Retype each entry. Leave nothing out.

(Collected data)
[Start of section]

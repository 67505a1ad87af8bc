//! Dispatch logic: extract params from ArgMatches and convert to command args.
//!
//! This module contains:
//! - `*Params` structs that mirror command `*Args` but are populated from clap
//! - `from_matches()` extractors
//! - `Into<*Args>` impls to bridge dispatch → command handlers

use std::path::PathBuf;

use clap::ArgMatches;
use vpgtag_lib::{AnalysisConfig, DEFAULT_MAX_NON_TERMINALS};

use super::ColorChoice;
use crate::commands::batch::BatchArgs;
use crate::commands::check::CheckArgs;
use crate::commands::dump::DumpArgs;

pub struct CheckParams {
    pub grammar_path: PathBuf,
    pub config: AnalysisConfig,
    pub color: ColorChoice,
}

impl CheckParams {
    pub fn from_matches(m: &ArgMatches) -> Self {
        Self {
            grammar_path: grammar_path(m),
            config: parse_config(m),
            color: parse_color(m),
        }
    }
}

impl From<CheckParams> for CheckArgs {
    fn from(p: CheckParams) -> Self {
        Self {
            grammar_path: p.grammar_path,
            config: p.config,
            color: p.color.should_colorize(),
        }
    }
}

pub struct DumpParams {
    pub grammar_path: PathBuf,
    pub config: AnalysisConfig,
    pub json: bool,
    pub color: ColorChoice,
}

impl DumpParams {
    pub fn from_matches(m: &ArgMatches) -> Self {
        Self {
            grammar_path: grammar_path(m),
            config: parse_config(m),
            json: m.get_flag("json"),
            color: parse_color(m),
        }
    }
}

impl From<DumpParams> for DumpArgs {
    fn from(p: DumpParams) -> Self {
        Self {
            grammar_path: p.grammar_path,
            config: p.config,
            json: p.json,
            color: p.color.should_colorize(),
        }
    }
}

pub struct BatchParams {
    pub input_dir: PathBuf,
    pub output_dir: PathBuf,
    pub config: AnalysisConfig,
}

impl BatchParams {
    pub fn from_matches(m: &ArgMatches) -> Self {
        Self {
            input_dir: m
                .get_one::<PathBuf>("input_dir")
                .cloned()
                .unwrap_or_default(),
            output_dir: m
                .get_one::<PathBuf>("output")
                .cloned()
                .unwrap_or_else(|| PathBuf::from("results")),
            config: parse_config(m),
        }
    }
}

impl From<BatchParams> for BatchArgs {
    fn from(p: BatchParams) -> Self {
        Self {
            input_dir: p.input_dir,
            output_dir: p.output_dir,
            config: p.config,
        }
    }
}

fn grammar_path(m: &ArgMatches) -> PathBuf {
    m.get_one::<PathBuf>("grammar_path")
        .cloned()
        .unwrap_or_default()
}

fn parse_config(m: &ArgMatches) -> AnalysisConfig {
    AnalysisConfig::default()
        .with_max_non_terminals(
            m.get_one::<usize>("max_non_terminals")
                .copied()
                .unwrap_or(DEFAULT_MAX_NON_TERMINALS),
        )
        .with_brute_force(m.get_flag("brute_force"))
        .with_remove_contradictions(!m.get_flag("keep_contradictions"))
        .with_simplify(!m.get_flag("no_simplify"))
}

fn parse_color(m: &ArgMatches) -> ColorChoice {
    match m.get_one::<String>("color").map(|s| s.as_str()) {
        Some("always") => ColorChoice::Always,
        Some("never") => ColorChoice::Never,
        _ => ColorChoice::Auto,
    }
}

[End of section]

▶ _EXERCISE OUTPUT_
repository 67505a1ad87af8bc
//! Dispatch logic: extract params from ArgMatches and convert to command args.
//!
//! This module contains:
//! - `*Params` structs that mirror command `*Args` but are populated from clap
//! - `from_matches()` extractors
//! - `Into<*Args>` impls to bridge dispatch → command handlers

use std::path::PathBuf;

use clap::ArgMatches;
use vpgtag_lib::{AnalysisConfig, DEFAULT_MAX_NON_TERMINALS};

use super::ColorChoice;
use crate::commands::batch::BatchArgs;
use crate::commands::check::CheckArgs;
use crate::commands::dump::DumpArgs;

pub struct CheckParams {
    pub grammar_path: PathBuf,
    pub config: AnalysisConfig,
    pub color: ColorChoice,
}

impl CheckParams {
    pub fn from_matches(m: &ArgMatches) -> Self {
        Self {
            grammar_path: grammar_path(m),
            config: parse_config(m),
            color: parse_color(m),
        }
    }
}

impl From<CheckParams> for CheckArgs {
    fn from(p: CheckParams) -> Self {
        Self {
            grammar_path: p.grammar_path,
            config: p.config,
            color: p.color.should_colorize(),
        }
    }
}

pub struct DumpParams {
    pub grammar_path: PathBuf,
    pub config: AnalysisConfig,
    pub json: bool,
    pub color: ColorChoice,
}

impl DumpParams {
    pub fn from_matches(m: &ArgMatches) -> Self {
        Self {
            grammar_path: grammar_path(m),
            config: parse_config(m),
            json: m.get_flag("json"),
            color: parse_color(m),
        }
    }
}

impl From<DumpParams> for DumpArgs {
    fn from(p: DumpParams) -> Self {
        Self {
            grammar_path: p.grammar_path,
            config: p.config,
            json: p.json,
            color: p.color.should_colorize(),
        }
    }
}

pub struct BatchParams {
    pub input_dir: PathBuf,
    pub output_dir: PathBuf,
    pub config: AnalysisConfig,
}

impl BatchParams {
    pub fn from_matches(m: &ArgMatches) -> Self {
        Self {
            input_dir: m
                .get_one::<PathBuf>("input_dir")
                .cloned()
                .unwrap_or_default(),
            output_dir: m
                .get_one::<PathBuf>("output")
                .cloned()
                .unwrap_or_else(|| PathBuf::from("results")),
            config: parse_config(m),
        }
    }
}

impl From<BatchParams> for BatchArgs {
    fn from(p: BatchParams) -> Self {
        Self {
            input_dir: p.input_dir,
            output_dir: p.output_dir,
            config: p.config,
        }
    }
}

fn grammar_path(m: &ArgMatches) -> PathBuf {
    m.get_one::<PathBuf>("grammar_path")
        .cloned()
        .unwrap_or_default()
}

fn parse_config(m: &ArgMatches) -> AnalysisConfig {
    AnalysisConfig::default()
        .with_max_non_terminals(
            m.get_one::<usize>("max_non_terminals")
                .copied()
                .unwrap_or(DEFAULT_MAX_NON_TERMINALS),
        )
        .with_brute_force(m.get_flag("brute_force"))
        .with_remove_contradictions(!m.get_flag("keep_contradictions"))
        .with_simplify(!m.get_flag("no_simplify"))
}

fn parse_color(m: &ArgMatches) -> ColorChoice {
    match m.get_one::<String>("color").map(|s| s.as_str()) {
        Some("always") => ColorChoice::Always,
        Some("never") => ColorChoice::Never,
        _ => ColorChoice::Auto,
    }
}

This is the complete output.